#### Prompt
Every line of the data should be output word for word.

#### Recorded data
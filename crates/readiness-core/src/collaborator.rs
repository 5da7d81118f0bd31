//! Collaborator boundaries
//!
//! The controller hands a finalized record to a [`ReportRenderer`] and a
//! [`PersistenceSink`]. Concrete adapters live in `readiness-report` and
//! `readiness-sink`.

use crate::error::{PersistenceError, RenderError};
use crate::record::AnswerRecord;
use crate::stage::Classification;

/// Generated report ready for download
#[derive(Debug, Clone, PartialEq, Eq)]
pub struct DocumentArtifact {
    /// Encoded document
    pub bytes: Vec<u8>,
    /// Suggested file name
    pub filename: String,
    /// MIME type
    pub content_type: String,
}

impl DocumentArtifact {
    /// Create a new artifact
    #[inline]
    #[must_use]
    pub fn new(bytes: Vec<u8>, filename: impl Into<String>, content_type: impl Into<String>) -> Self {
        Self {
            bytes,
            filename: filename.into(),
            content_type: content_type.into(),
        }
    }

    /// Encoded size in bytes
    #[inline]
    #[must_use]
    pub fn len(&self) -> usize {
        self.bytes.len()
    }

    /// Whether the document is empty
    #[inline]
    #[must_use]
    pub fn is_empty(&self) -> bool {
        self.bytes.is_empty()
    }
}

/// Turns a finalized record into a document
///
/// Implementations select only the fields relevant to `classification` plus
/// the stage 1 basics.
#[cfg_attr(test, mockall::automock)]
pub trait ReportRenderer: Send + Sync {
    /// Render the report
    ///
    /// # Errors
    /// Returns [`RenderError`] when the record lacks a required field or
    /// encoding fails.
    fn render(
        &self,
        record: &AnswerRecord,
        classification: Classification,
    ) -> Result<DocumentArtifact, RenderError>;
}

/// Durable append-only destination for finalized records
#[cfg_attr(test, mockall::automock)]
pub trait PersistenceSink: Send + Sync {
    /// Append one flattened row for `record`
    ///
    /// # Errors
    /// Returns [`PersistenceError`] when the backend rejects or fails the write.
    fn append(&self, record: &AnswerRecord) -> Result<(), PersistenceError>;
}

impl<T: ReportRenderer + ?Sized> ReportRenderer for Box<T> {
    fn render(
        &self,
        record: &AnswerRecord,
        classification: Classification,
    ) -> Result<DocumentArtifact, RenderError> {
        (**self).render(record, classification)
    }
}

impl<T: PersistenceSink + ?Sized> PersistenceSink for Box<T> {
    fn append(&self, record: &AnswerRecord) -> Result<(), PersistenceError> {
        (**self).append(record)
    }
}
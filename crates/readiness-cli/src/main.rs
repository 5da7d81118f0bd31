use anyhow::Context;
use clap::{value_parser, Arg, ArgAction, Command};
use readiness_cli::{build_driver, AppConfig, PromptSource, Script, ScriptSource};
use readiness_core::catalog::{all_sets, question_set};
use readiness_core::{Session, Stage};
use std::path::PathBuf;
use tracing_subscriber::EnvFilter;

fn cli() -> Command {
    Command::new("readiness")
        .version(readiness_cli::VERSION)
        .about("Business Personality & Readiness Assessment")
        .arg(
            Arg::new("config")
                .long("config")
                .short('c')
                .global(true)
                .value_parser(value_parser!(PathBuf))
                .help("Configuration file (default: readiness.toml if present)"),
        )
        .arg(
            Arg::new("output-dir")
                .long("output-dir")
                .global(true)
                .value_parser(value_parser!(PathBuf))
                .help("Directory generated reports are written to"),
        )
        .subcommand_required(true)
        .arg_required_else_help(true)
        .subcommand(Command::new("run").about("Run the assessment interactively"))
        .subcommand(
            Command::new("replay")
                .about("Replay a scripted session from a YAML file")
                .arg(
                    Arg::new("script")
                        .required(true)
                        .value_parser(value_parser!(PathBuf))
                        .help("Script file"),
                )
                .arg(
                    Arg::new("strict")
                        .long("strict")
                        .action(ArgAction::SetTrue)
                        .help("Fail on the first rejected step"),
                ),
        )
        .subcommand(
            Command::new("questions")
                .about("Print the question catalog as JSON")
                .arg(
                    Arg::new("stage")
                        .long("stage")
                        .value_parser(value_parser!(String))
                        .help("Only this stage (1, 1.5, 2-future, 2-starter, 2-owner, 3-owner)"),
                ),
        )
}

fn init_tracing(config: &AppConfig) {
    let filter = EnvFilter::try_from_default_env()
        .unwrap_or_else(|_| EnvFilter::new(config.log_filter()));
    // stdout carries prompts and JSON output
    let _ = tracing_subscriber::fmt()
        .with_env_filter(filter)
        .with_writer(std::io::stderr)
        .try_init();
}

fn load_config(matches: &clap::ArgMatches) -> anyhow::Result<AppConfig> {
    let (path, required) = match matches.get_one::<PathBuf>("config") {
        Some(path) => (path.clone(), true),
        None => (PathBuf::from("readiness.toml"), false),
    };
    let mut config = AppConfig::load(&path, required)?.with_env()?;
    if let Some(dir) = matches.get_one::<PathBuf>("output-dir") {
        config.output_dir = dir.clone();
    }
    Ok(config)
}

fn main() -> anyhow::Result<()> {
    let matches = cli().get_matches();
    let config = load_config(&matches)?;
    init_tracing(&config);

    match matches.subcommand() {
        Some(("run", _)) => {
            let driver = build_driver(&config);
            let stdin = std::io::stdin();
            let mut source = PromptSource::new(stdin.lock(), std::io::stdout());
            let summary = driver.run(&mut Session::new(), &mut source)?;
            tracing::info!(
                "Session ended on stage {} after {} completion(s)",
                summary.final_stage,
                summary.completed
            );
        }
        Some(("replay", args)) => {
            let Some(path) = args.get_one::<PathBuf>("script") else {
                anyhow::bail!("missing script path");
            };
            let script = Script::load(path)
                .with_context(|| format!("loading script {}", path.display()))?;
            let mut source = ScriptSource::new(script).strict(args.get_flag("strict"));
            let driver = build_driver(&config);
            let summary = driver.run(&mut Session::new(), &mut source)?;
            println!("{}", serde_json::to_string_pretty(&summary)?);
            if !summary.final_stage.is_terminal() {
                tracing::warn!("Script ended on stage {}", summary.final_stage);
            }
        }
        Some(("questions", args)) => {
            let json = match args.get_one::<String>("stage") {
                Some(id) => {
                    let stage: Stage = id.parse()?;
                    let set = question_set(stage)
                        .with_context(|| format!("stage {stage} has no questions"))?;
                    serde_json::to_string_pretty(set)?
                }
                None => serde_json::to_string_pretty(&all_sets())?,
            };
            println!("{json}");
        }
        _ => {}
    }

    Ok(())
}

#### Answer space
filename crates/readiness-core/src/collaborator.rs
repository 5da7d81118f0bd31
//! Collaborator boundaries
//!
//! The controller hands a finalized record to a [`ReportRenderer`] and a
//! [`PersistenceSink`]. Concrete adapters live in `readiness-report` and
//! `readiness-sink`.

use crate::error::{PersistenceError, RenderError};
use crate::record::AnswerRecord;
use crate::stage::Classification;

/// Generated report ready for download
#[derive(Debug, Clone, PartialEq, Eq)]
pub struct DocumentArtifact {
    /// Encoded document
    pub bytes: Vec<u8>,
    /// Suggested file name
    pub filename: String,
    /// MIME type
    pub content_type: String,
}

impl DocumentArtifact {
    /// Create a new artifact
    #[inline]
    #[must_use]
    pub fn new(bytes: Vec<u8>, filename: impl Into<String>, content_type: impl Into<String>) -> Self {
        Self {
            bytes,
            filename: filename.into(),
            content_type: content_type.into(),
        }
    }

    /// Encoded size in bytes
    #[inline]
    #[must_use]
    pub fn len(&self) -> usize {
        self.bytes.len()
    }

    /// Whether the document is empty
    #[inline]
    #[must_use]
    pub fn is_empty(&self) -> bool {
        self.bytes.is_empty()
    }
}

/// Turns a finalized record into a document
///
/// Implementations select only the fields relevant to `classification` plus
/// the stage 1 basics.
#[cfg_attr(test, mockall::automock)]
pub trait ReportRenderer: Send + Sync {
    /// Render the report
    ///
    /// # Errors
    /// Returns [`RenderError`] when the record lacks a required field or
    /// encoding fails.
    fn render(
        &self,
        record: &AnswerRecord,
        classification: Classification,
    ) -> Result<DocumentArtifact, RenderError>;
}

/// Durable append-only destination for finalized records
#[cfg_attr(test, mockall::automock)]
pub trait PersistenceSink: Send + Sync {
    /// Append one flattened row for `record`
    ///
    /// # Errors
    /// Returns [`PersistenceError`] when the backend rejects or fails the write.
    fn append(&self, record: &AnswerRecord) -> Result<(), PersistenceError>;
}

impl<T: ReportRenderer + ?Sized> ReportRenderer for Box<T> {
    fn render(
        &self,
        record: &AnswerRecord,
        classification: Classification,
    ) -> Result<DocumentArtifact, RenderError> {
        (**self).render(record, classification)
    }
}

impl<T: PersistenceSink + ?Sized> PersistenceSink for Box<T> {
    fn append(&self, record: &AnswerRecord) -> Result<(), PersistenceError> {
        (**self).append(record)
    }
}
filename crates/readiness-cli/src/main.rs
repository 5da7d81118f0bd31
use anyhow::Context;
use clap::{value_parser, Arg, ArgAction, Command};
use readiness_cli::{build_driver, AppConfig, PromptSource, Script, ScriptSource};
use readiness_core::catalog::{all_sets, question_set};
use readiness_core::{Session, Stage};
use std::path::PathBuf;
use tracing_subscriber::EnvFilter;

fn cli() -> Command {
    Command::new("readiness")
        .version(readiness_cli::VERSION)
        .about("Business Personality & Readiness Assessment")
        .arg(
            Arg::new("config")
                .long("config")
                .short('c')
                .global(true)
                .value_parser(value_parser!(PathBuf))
                .help("Configuration file (default: readiness.toml if present)"),
        )
        .arg(
            Arg::new("output-dir")
                .long("output-dir")
                .global(true)
                .value_parser(value_parser!(PathBuf))
                .help("Directory generated reports are written to"),
        )
        .subcommand_required(true)
        .arg_required_else_help(true)
        .subcommand(Command::new("run").about("Run the assessment interactively"))
        .subcommand(
            Command::new("replay")
                .about("Replay a scripted session from a YAML file")
                .arg(
                    Arg::new("script")
                        .required(true)
                        .value_parser(value_parser!(PathBuf))
                        .help("Script file"),
                )
                .arg(
                    Arg::new("strict")
                        .long("strict")
                        .action(ArgAction::SetTrue)
                        .help("Fail on the first rejected step"),
                ),
        )
        .subcommand(
            Command::new("questions")
                .about("Print the question catalog as JSON")
                .arg(
                    Arg::new("stage")
                        .long("stage")
                        .value_parser(value_parser!(String))
                        .help("Only this stage (1, 1.5, 2-future, 2-starter, 2-owner, 3-owner)"),
                ),
        )
}

fn init_tracing(config: &AppConfig) {
    let filter = EnvFilter::try_from_default_env()
        .unwrap_or_else(|_| EnvFilter::new(config.log_filter()));
    // stdout carries prompts and JSON output
    let _ = tracing_subscriber::fmt()
        .with_env_filter(filter)
        .with_writer(std::io::stderr)
        .try_init();
}

fn load_config(matches: &clap::ArgMatches) -> anyhow::Result<AppConfig> {
    let (path, required) = match matches.get_one::<PathBuf>("config") {
        Some(path) => (path.clone(), true),
        None => (PathBuf::from("readiness.toml"), false),
    };
    let mut config = AppConfig::load(&path, required)?.with_env()?;
    if let Some(dir) = matches.get_one::<PathBuf>("output-dir") {
        config.output_dir = dir.clone();
    }
    Ok(config)
}

fn main() -> anyhow::Result<()> {
    let matches = cli().get_matches();
    let config = load_config(&matches)?;
    init_tracing(&config);

    match matches.subcommand() {
        Some(("run", _)) => {
            let driver = build_driver(&config);
            let stdin = std::io::stdin();
            let mut source = PromptSource::new(stdin.lock(), std::io::stdout());
            let summary = driver.run(&mut Session::new(), &mut source)?;
            tracing::info!(
                "Session ended on stage {} after {} completion(s)",
                summary.final_stage,
                summary.completed
            );
        }
        Some(("replay", args)) => {
            let Some(path) = args.get_one::<PathBuf>("script") else {
                anyhow::bail!("missing script path");
            };
            let script = Script::load(path)
                .with_context(|| format!("loading script {}", path.display()))?;
            let mut source = ScriptSource::new(script).strict(args.get_flag("strict"));
            let driver = build_driver(&config);
            let summary = driver.run(&mut Session::new(), &mut source)?;
            println!("{}", serde_json::to_string_pretty(&summary)?);
            if !summary.final_stage.is_terminal() {
                tracing::warn!("Script ended on stage {}", summary.final_stage);
            }
        }
        Some(("questions", args)) => {
            let json = match args.get_one::<String>("stage") {
                Some(id) => {
                    let stage: Stage = id.parse()?;
                    let set = question_set(stage)
                        .with_context(|| format!("stage {stage} has no questions"))?;
                    serde_json::to_string_pretty(set)?
                }
                None => serde_json::to_string_pretty(&all_sets())?,
            };
            println!("{json}");
        }
        _ => {}
    }

    Ok(())
}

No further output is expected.